--- Available records Enclosed Below ---
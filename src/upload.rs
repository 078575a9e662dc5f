//! Related-multipart encoding for file uploads.
//!
//! The chat API's share-file endpoints take a `multipart/related` body: an
//! optional JSON `metadata` part (the message accompanying the file) followed
//! by exactly one `file` part carrying the raw bytes.

use std::fmt;
use std::io::Read;

use bytes::Bytes;
use rand::distributions::Alphanumeric;
use rand::Rng;
use serde::Serialize;

use crate::config::CONTENT_TYPE_JSON;
use crate::error::Error;

const DISPOSITION_METADATA: &str = r#"attachment; name="metadata""#;

/// Everything needed to build one upload request: the byte stream, its
/// declared length, the media type, the target filename and optional JSON
/// metadata.
///
/// The stream is consumed exactly once, fully, while the request body is
/// encoded.
///
/// ## Examples
///
/// ```rust,ignore
/// use chat_api::UploadSpec;
///
/// let file = std::fs::File::open("notes.txt")?;
/// let size = file.metadata()?.len();
/// let upload = UploadSpec::new("text/plain", "notes.txt")
///     .reader(file, size)
///     .metadata(&serde_json::json!({ "message": "meeting notes" }))?;
/// let request = client.build_upload("room/42/share/file", upload)?;
/// ```
pub struct UploadSpec {
    reader: Option<Box<dyn Read + Send>>,
    size: u64,
    media_type: String,
    filename: String,
    metadata: Option<serde_json::Value>,
}

impl fmt::Debug for UploadSpec {
    fn fmt(&self, f: &mut fmt::Formatter<'_>) -> fmt::Result {
        f.debug_struct("UploadSpec")
            .field("has_reader", &self.reader.is_some())
            .field("size", &self.size)
            .field("media_type", &self.media_type)
            .field("filename", &self.filename)
            .field("metadata", &self.metadata)
            .finish()
    }
}

impl UploadSpec {
    /// Creates a spec with no byte stream attached yet.
    pub fn new(media_type: impl Into<String>, filename: impl Into<String>) -> Self {
        Self {
            reader: None,
            size: 0,
            media_type: media_type.into(),
            filename: filename.into(),
            metadata: None,
        }
    }

    /// Attaches the byte stream and its declared length.
    ///
    /// The length is a capacity hint; the stream is drained to its actual
    /// end regardless.
    pub fn reader(mut self, reader: impl Read + Send + 'static, size: u64) -> Self {
        self.reader = Some(Box::new(reader));
        self.size = size;
        self
    }

    /// Attaches JSON metadata, encoded into its own part ahead of the file.
    ///
    /// ## Errors
    ///
    /// Returns [`Error::Encoding`] if `metadata` cannot be represented as
    /// JSON.
    pub fn metadata<M: Serialize>(mut self, metadata: &M) -> Result<Self, Error> {
        self.metadata = Some(serde_json::to_value(metadata).map_err(Error::Encoding)?);
        Ok(self)
    }

    /// Encodes the multipart body, returning it together with the request's
    /// `Content-Type` value (which carries the generated boundary).
    ///
    /// ## Errors
    ///
    /// - [`Error::MissingReader`] if no byte stream was attached.
    /// - [`Error::Io`] if the stream cannot be fully drained.
    /// - [`Error::Encoding`] if the metadata cannot be serialized.
    pub(crate) fn encode(mut self) -> Result<(Bytes, String), Error> {
        let mut reader = self.reader.take().ok_or(Error::MissingReader)?;
        let metadata = match &self.metadata {
            Some(metadata) => Some(serde_json::to_vec(metadata).map_err(Error::Encoding)?),
            None => None,
        };

        let boundary = random_boundary();
        let mut body = Vec::with_capacity(self.size as usize + 512);

        if let Some(metadata) = metadata {
            append_part_header(&mut body, &boundary, CONTENT_TYPE_JSON, DISPOSITION_METADATA);
            body.extend_from_slice(&metadata);
            body.extend_from_slice(b"\r\n");
        }

        let disposition = format!(
            r#"attachment; name="file"; filename="{}""#,
            self.filename
        );
        append_part_header(&mut body, &boundary, &self.media_type, &disposition);
        reader.read_to_end(&mut body)?;

        body.extend_from_slice(b"\r\n--");
        body.extend_from_slice(boundary.as_bytes());
        body.extend_from_slice(b"--\r\n");

        let content_type = format!("multipart/related; boundary={boundary}");
        Ok((Bytes::from(body), content_type))
    }
}

fn append_part_header(body: &mut Vec<u8>, boundary: &str, content_type: &str, disposition: &str) {
    body.extend_from_slice(b"--");
    body.extend_from_slice(boundary.as_bytes());
    body.extend_from_slice(b"\r\n");
    body.extend_from_slice(b"Content-Type: ");
    body.extend_from_slice(content_type.as_bytes());
    body.extend_from_slice(b"\r\n");
    body.extend_from_slice(b"Content-Disposition: ");
    body.extend_from_slice(disposition.as_bytes());
    body.extend_from_slice(b"\r\n\r\n");
}

fn random_boundary() -> String {
    rand::thread_rng()
        .sample_iter(&Alphanumeric)
        .take(30)
        .map(char::from)
        .collect()
}

#[cfg(test)]
mod tests {
    use super::*;
    use std::io::{self, Cursor};

    fn spec_with_file(bytes: &'static [u8]) -> UploadSpec {
        UploadSpec::new("text/plain", "notes.txt").reader(Cursor::new(bytes), bytes.len() as u64)
    }

    fn boundary_of(content_type: &str) -> &str {
        content_type
            .strip_prefix("multipart/related; boundary=")
            .expect("content type should carry the boundary")
    }

    #[test]
    fn file_only_upload_has_a_single_part() {
        let (body, content_type) = spec_with_file(b"hello").encode().unwrap();
        let boundary = boundary_of(&content_type).to_string();
        let body = String::from_utf8(body.to_vec()).unwrap();

        let expected = format!(
            "--{boundary}\r\n\
             Content-Type: text/plain\r\n\
             Content-Disposition: attachment; name=\"file\"; filename=\"notes.txt\"\r\n\
             \r\n\
             hello\r\n\
             --{boundary}--\r\n"
        );
        assert_eq!(body, expected);
    }

    #[test]
    fn metadata_part_precedes_the_file_part() {
        let spec = spec_with_file(b"hello")
            .metadata(&serde_json::json!({ "message": "hi" }))
            .unwrap();
        let (body, content_type) = spec.encode().unwrap();
        let boundary = boundary_of(&content_type).to_string();
        let body = String::from_utf8(body.to_vec()).unwrap();

        let metadata_at = body
            .find(r#"attachment; name="metadata""#)
            .expect("metadata disposition present");
        let file_at = body
            .find(r#"attachment; name="file"; filename="notes.txt""#)
            .expect("file disposition present");
        assert!(metadata_at < file_at);
        assert!(body.contains("Content-Type: application/json; charset=UTF-8"));
        assert!(body.contains(r#"{"message":"hi"}"#));
        assert!(body.ends_with(&format!("--{boundary}--\r\n")));
    }

    #[test]
    fn top_level_content_type_is_related_multipart_only() {
        let (_, content_type) = spec_with_file(b"x").encode().unwrap();
        assert!(content_type.starts_with("multipart/related; boundary="));
        assert!(!content_type.contains("json"));
    }

    #[test]
    fn boundaries_differ_between_encodes() {
        let (_, first) = spec_with_file(b"x").encode().unwrap();
        let (_, second) = spec_with_file(b"x").encode().unwrap();
        assert_ne!(boundary_of(&first), boundary_of(&second));
    }

    #[test]
    fn missing_reader_is_rejected() {
        let err = UploadSpec::new("text/plain", "notes.txt").encode().unwrap_err();
        assert!(matches!(err, Error::MissingReader));
    }

    #[test]
    fn failing_reader_surfaces_io_error() {
        struct BrokenReader;
        impl Read for BrokenReader {
            fn read(&mut self, _buf: &mut [u8]) -> io::Result<usize> {
                Err(io::Error::new(io::ErrorKind::BrokenPipe, "stream died"))
            }
        }

        let err = UploadSpec::new("application/octet-stream", "blob.bin")
            .reader(BrokenReader, 16)
            .encode()
            .unwrap_err();
        assert!(matches!(err, Error::Io(_)));
    }
}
--- End of Enclosed Available records ---
* **Task brief**: Repeat all the material, keeping each line identical.

* **Solution for this task**:
filename src/upload.rs
repository 078575a9e662dc5f
//! Related-multipart encoding for file uploads.
//!
//! The chat API's share-file endpoints take a `multipart/related` body: an
//! optional JSON `metadata` part (the message accompanying the file) followed
//! by exactly one `file` part carrying the raw bytes.

use std::fmt;
use std::io::Read;

use bytes::Bytes;
use rand::distributions::Alphanumeric;
use rand::Rng;
use serde::Serialize;

use crate::config::CONTENT_TYPE_JSON;
use crate::error::Error;

const DISPOSITION_METADATA: &str = r#"attachment; name="metadata""#;

/// Everything needed to build one upload request: the byte stream, its
/// declared length, the media type, the target filename and optional JSON
/// metadata.
///
/// The stream is consumed exactly once, fully, while the request body is
/// encoded.
///
/// ## Examples
///
/// ```rust,ignore
/// use chat_api::UploadSpec;
///
/// let file = std::fs::File::open("notes.txt")?;
/// let size = file.metadata()?.len();
/// let upload = UploadSpec::new("text/plain", "notes.txt")
///     .reader(file, size)
///     .metadata(&serde_json::json!({ "message": "meeting notes" }))?;
/// let request = client.build_upload("room/42/share/file", upload)?;
/// ```
pub struct UploadSpec {
    reader: Option<Box<dyn Read + Send>>,
    size: u64,
    media_type: String,
    filename: String,
    metadata: Option<serde_json::Value>,
}

impl fmt::Debug for UploadSpec {
    fn fmt(&self, f: &mut fmt::Formatter<'_>) -> fmt::Result {
        f.debug_struct("UploadSpec")
            .field("has_reader", &self.reader.is_some())
            .field("size", &self.size)
            .field("media_type", &self.media_type)
            .field("filename", &self.filename)
            .field("metadata", &self.metadata)
            .finish()
    }
}

impl UploadSpec {
    /// Creates a spec with no byte stream attached yet.
    pub fn new(media_type: impl Into<String>, filename: impl Into<String>) -> Self {
        Self {
            reader: None,
            size: 0,
            media_type: media_type.into(),
            filename: filename.into(),
            metadata: None,
        }
    }

    /// Attaches the byte stream and its declared length.
    ///
    /// The length is a capacity hint; the stream is drained to its actual
    /// end regardless.
    pub fn reader(mut self, reader: impl Read + Send + 'static, size: u64) -> Self {
        self.reader = Some(Box::new(reader));
        self.size = size;
        self
    }

    /// Attaches JSON metadata, encoded into its own part ahead of the file.
    ///
    /// ## Errors
    ///
    /// Returns [`Error::Encoding`] if `metadata` cannot be represented as
    /// JSON.
    pub fn metadata<M: Serialize>(mut self, metadata: &M) -> Result<Self, Error> {
        self.metadata = Some(serde_json::to_value(metadata).map_err(Error::Encoding)?);
        Ok(self)
    }

    /// Encodes the multipart body, returning it together with the request's
    /// `Content-Type` value (which carries the generated boundary).
    ///
    /// ## Errors
    ///
    /// - [`Error::MissingReader`] if no byte stream was attached.
    /// - [`Error::Io`] if the stream cannot be fully drained.
    /// - [`Error::Encoding`] if the metadata cannot be serialized.
    pub(crate) fn encode(mut self) -> Result<(Bytes, String), Error> {
        let mut reader = self.reader.take().ok_or(Error::MissingReader)?;
        let metadata = match &self.metadata {
            Some(metadata) => Some(serde_json::to_vec(metadata).map_err(Error::Encoding)?),
            None => None,
        };

        let boundary = random_boundary();
        let mut body = Vec::with_capacity(self.size as usize + 512);

        if let Some(metadata) = metadata {
            append_part_header(&mut body, &boundary, CONTENT_TYPE_JSON, DISPOSITION_METADATA);
            body.extend_from_slice(&metadata);
            body.extend_from_slice(b"\r\n");
        }

        let disposition = format!(
            r#"attachment; name="file"; filename="{}""#,
            self.filename
        );
        append_part_header(&mut body, &boundary, &self.media_type, &disposition);
        reader.read_to_end(&mut body)?;

        body.extend_from_slice(b"\r\n--");
        body.extend_from_slice(boundary.as_bytes());
        body.extend_from_slice(b"--\r\n");

        let content_type = format!("multipart/related; boundary={boundary}");
        Ok((Bytes::from(body), content_type))
    }
}

fn append_part_header(body: &mut Vec<u8>, boundary: &str, content_type: &str, disposition: &str) {
    body.extend_from_slice(b"--");
    body.extend_from_slice(boundary.as_bytes());
    body.extend_from_slice(b"\r\n");
    body.extend_from_slice(b"Content-Type: ");
    body.extend_from_slice(content_type.as_bytes());
    body.extend_from_slice(b"\r\n");
    body.extend_from_slice(b"Content-Disposition: ");
    body.extend_from_slice(disposition.as_bytes());
    body.extend_from_slice(b"\r\n\r\n");
}

fn random_boundary() -> String {
    rand::thread_rng()
        .sample_iter(&Alphanumeric)
        .take(30)
        .map(char::from)
        .collect()
}

#[cfg(test)]
mod tests {
    use super::*;
    use std::io::{self, Cursor};

    fn spec_with_file(bytes: &'static [u8]) -> UploadSpec {
        UploadSpec::new("text/plain", "notes.txt").reader(Cursor::new(bytes), bytes.len() as u64)
    }

    fn boundary_of(content_type: &str) -> &str {
        content_type
            .strip_prefix("multipart/related; boundary=")
            .expect("content type should carry the boundary")
    }

    #[test]
    fn file_only_upload_has_a_single_part() {
        let (body, content_type) = spec_with_file(b"hello").encode().unwrap();
        let boundary = boundary_of(&content_type).to_string();
        let body = String::from_utf8(body.to_vec()).unwrap();

        let expected = format!(
            "--{boundary}\r\n\
             Content-Type: text/plain\r\n\
             Content-Disposition: attachment; name=\"file\"; filename=\"notes.txt\"\r\n\
             \r\n\
             hello\r\n\
             --{boundary}--\r\n"
        );
        assert_eq!(body, expected);
    }

    #[test]
    fn metadata_part_precedes_the_file_part() {
        let spec = spec_with_file(b"hello")
            .metadata(&serde_json::json!({ "message": "hi" }))
            .unwrap();
        let (body, content_type) = spec.encode().unwrap();
        let boundary = boundary_of(&content_type).to_string();
        let body = String::from_utf8(body.to_vec()).unwrap();

        let metadata_at = body
            .find(r#"attachment; name="metadata""#)
            .expect("metadata disposition present");
        let file_at = body
            .find(r#"attachment; name="file"; filename="notes.txt""#)
            .expect("file disposition present");
        assert!(metadata_at < file_at);
        assert!(body.contains("Content-Type: application/json; charset=UTF-8"));
        assert!(body.contains(r#"{"message":"hi"}"#));
        assert!(body.ends_with(&format!("--{boundary}--\r\n")));
    }

    #[test]
    fn top_level_content_type_is_related_multipart_only() {
        let (_, content_type) = spec_with_file(b"x").encode().unwrap();
        assert!(content_type.starts_with("multipart/related; boundary="));
        assert!(!content_type.contains("json"));
    }

    #[test]
    fn boundaries_differ_between_encodes() {
        let (_, first) = spec_with_file(b"x").encode().unwrap();
        let (_, second) = spec_with_file(b"x").encode().unwrap();
        assert_ne!(boundary_of(&first), boundary_of(&second));
    }

    #[test]
    fn missing_reader_is_rejected() {
        let err = UploadSpec::new("text/plain", "notes.txt").encode().unwrap_err();
        assert!(matches!(err, Error::MissingReader));
    }

    #[test]
    fn failing_reader_surfaces_io_error() {
        struct BrokenReader;
        impl Read for BrokenReader {
            fn read(&mut self, _buf: &mut [u8]) -> io::Result<usize> {
                Err(io::Error::new(io::ErrorKind::BrokenPipe, "stream died"))
            }
        }

        let err = UploadSpec::new("application/octet-stream", "blob.bin")
            .reader(BrokenReader, 16)
            .encode()
            .unwrap_err();
        assert!(matches!(err, Error::Io(_)));
    }
}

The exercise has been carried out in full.